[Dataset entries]

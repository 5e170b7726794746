//! Tests for the performance recorder

use super::*;
use crate::test_helpers::{ScriptedEngine, init_test_logging};
use pretty_assertions::assert_eq;
use querylens_core::{NodeKind, PlanNode, QueryLensError};
use std::time::Duration;

fn indexed_plan() -> QueryPlan {
    QueryPlan::new(
        PlanNode::new("Nested Loop")
            .with_cost(0.5, 42.0)
            .with_child(
                PlanNode::of_kind(NodeKind::IndexScan)
                    .with_relation("users")
                    .with_index("users_pkey"),
            )
            .with_child(
                PlanNode::of_kind(NodeKind::IndexScan)
                    .with_relation("orders")
                    .with_index("idx_orders_user_id"),
            ),
    )
}

#[tokio::test]
async fn test_record_success() {
    init_test_logging();
    let engine = Arc::new(
        ScriptedEngine::new()
            .with_plan(indexed_plan())
            .with_rows(3)
            .with_delay(Duration::from_millis(20)),
    );
    let recorder = PerformanceRecorder::new(engine.clone());

    let recording = recorder.record("SELECT 1").await.expect("record failed");
    let perf = &recording.performance;

    assert_eq!(perf.query, "SELECT 1");
    assert_eq!(perf.rows_affected, 3);
    assert_eq!(perf.plan_cost, Some(42.0));
    assert_eq!(
        perf.index_usage,
        vec!["idx_orders_user_id".to_string(), "users_pkey".to_string()]
    );
    assert!(perf.execution_time >= Duration::from_millis(20));
    assert!(!recording.signals.has_seq_scan);
    assert_eq!(engine.explain_calls(), 1);
    assert_eq!(engine.execute_calls(), 1);
}

#[tokio::test]
async fn test_explain_failure_degrades_gracefully() {
    init_test_logging();
    let engine = Arc::new(
        ScriptedEngine::new()
            .with_plan(indexed_plan())
            .failing_explain("syntax not supported"),
    );
    let recorder = PerformanceRecorder::new(engine);

    let recording = recorder.record("SELECT 1").await.expect("record failed");

    assert!(recording.plan.is_empty());
    assert_eq!(recording.signals, PlanSignals::default());
    assert_eq!(recording.performance.plan_cost, None);
    assert!(recording.performance.index_usage.is_empty());
}

#[tokio::test]
async fn test_execution_failure_reports_elapsed_time() {
    init_test_logging();
    let engine = Arc::new(
        ScriptedEngine::new()
            .with_delay(Duration::from_millis(15))
            .failing_execute("relation \"missing\" does not exist"),
    );
    let recorder = PerformanceRecorder::new(engine);

    let err = recorder.record("SELECT * FROM missing").await.unwrap_err();
    let message = err.to_string();

    assert!(message.contains("relation \"missing\" does not exist"));
    assert!(message.ends_with("ms)"));
    assert!(err.elapsed_ms() >= 15.0);
}

#[tokio::test]
async fn test_execution_failure_keeps_engine_error() {
    let engine = Arc::new(ScriptedEngine::new().failing_execute("disk I/O error"));
    let recorder = PerformanceRecorder::new(engine);

    let err = recorder.record("SELECT 1").await.unwrap_err();

    assert!(matches!(
        err.engine_error(),
        QueryLensError::Query(message) if message == "disk I/O error"
    ));
    let source = std::error::Error::source(&err).expect("engine error as source");
    assert_eq!(source.to_string(), "Query error: disk I/O error");
}

#[tokio::test]
async fn test_custom_inspector_thresholds() {
    let plan = QueryPlan::new(PlanNode::of_kind(NodeKind::Sort).with_cost(0.0, 50.0));
    let engine = Arc::new(ScriptedEngine::new().with_plan(plan));
    let recorder = PerformanceRecorder::with_inspector(
        engine,
        PlanInspector::new().with_expensive_sort_cost(10.0),
    );

    let recording = recorder.record("SELECT 1").await.unwrap();
    assert!(recording.signals.has_expensive_sort);
}
//! Runs the `querylens` binary end to end

use pretty_assertions::assert_eq;
use std::io::Write as _;
use std::process::{Command, Output};

fn querylens(args: &[&str]) -> Output {
    Command::new(env!("CARGO_BIN_EXE_querylens"))
        .args(args)
        .env("RUST_LOG", "off")
        .env_remove("QUERYLENS_CONFIG")
        .output()
        .expect("failed to run querylens")
}

fn setup_file() -> tempfile::NamedTempFile {
    let mut file = tempfile::NamedTempFile::new().unwrap();
    writeln!(
        file,
        "CREATE TABLE orders (id INTEGER PRIMARY KEY, user_id INTEGER, status TEXT);
         INSERT INTO orders (user_id, status) VALUES (1, 'paid'), (2, 'open'), (3, 'paid');"
    )
    .unwrap();
    file
}

#[test]
fn test_normalize() {
    let output = querylens(&["normalize", "SELECT *\n  FROM t WHERE id = $1"]);

    assert!(output.status.success());
    assert_eq!(String::from_utf8_lossy(&output.stdout), "select * from t where id = ?\n");
}

#[test]
fn test_analyze_sqlite_json() {
    let setup = setup_file();
    let output = querylens(&[
        "analyze",
        "--sqlite",
        ":memory:",
        "--setup",
        setup.path().to_str().unwrap(),
        "--json",
        "--stats",
        "SELECT * FROM orders o WHERE o.status = 'paid'",
    ]);

    assert!(output.status.success(), "{}", String::from_utf8_lossy(&output.stderr));
    let report: serde_json::Value = serde_json::from_slice(&output.stdout).unwrap();

    let analysis = &report["analyses"][0];
    assert_eq!(analysis["performance"]["rows_affected"], 2);
    assert_eq!(
        analysis["index_recommendations"][0]["create_statement"],
        "CREATE INDEX idx_orders_status ON orders (status);"
    );
    assert_eq!(analysis["suggestions"][0]["type"], "index");
    assert_eq!(report["stats"]["total_queries"], 1);
}

#[test]
fn test_analyze_table_output() {
    let setup = setup_file();
    let output = querylens(&[
        "analyze",
        "--sqlite",
        ":memory:",
        "--setup",
        setup.path().to_str().unwrap(),
        "SELECT * FROM orders WHERE id = 1",
    ]);

    assert!(output.status.success());
    let stdout = String::from_utf8_lossy(&output.stdout);
    assert!(stdout.contains("Plan:"));
    assert!(stdout.contains("Index Scan on orders"));
}

#[test]
fn test_failed_statement_exits_nonzero() {
    let output = querylens(&["analyze", "--sqlite", ":memory:", "SELECT * FROM missing"]);

    assert!(!output.status.success());
    assert!(String::from_utf8_lossy(&output.stderr).contains("no such table"));
}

> [Exercise] In the entries above, which lines hold the string "Command"? Report all of them.

> [Reply]
use std::process::{Command, Output};
    Command::new(env!("CARGO_BIN_EXE_querylens"))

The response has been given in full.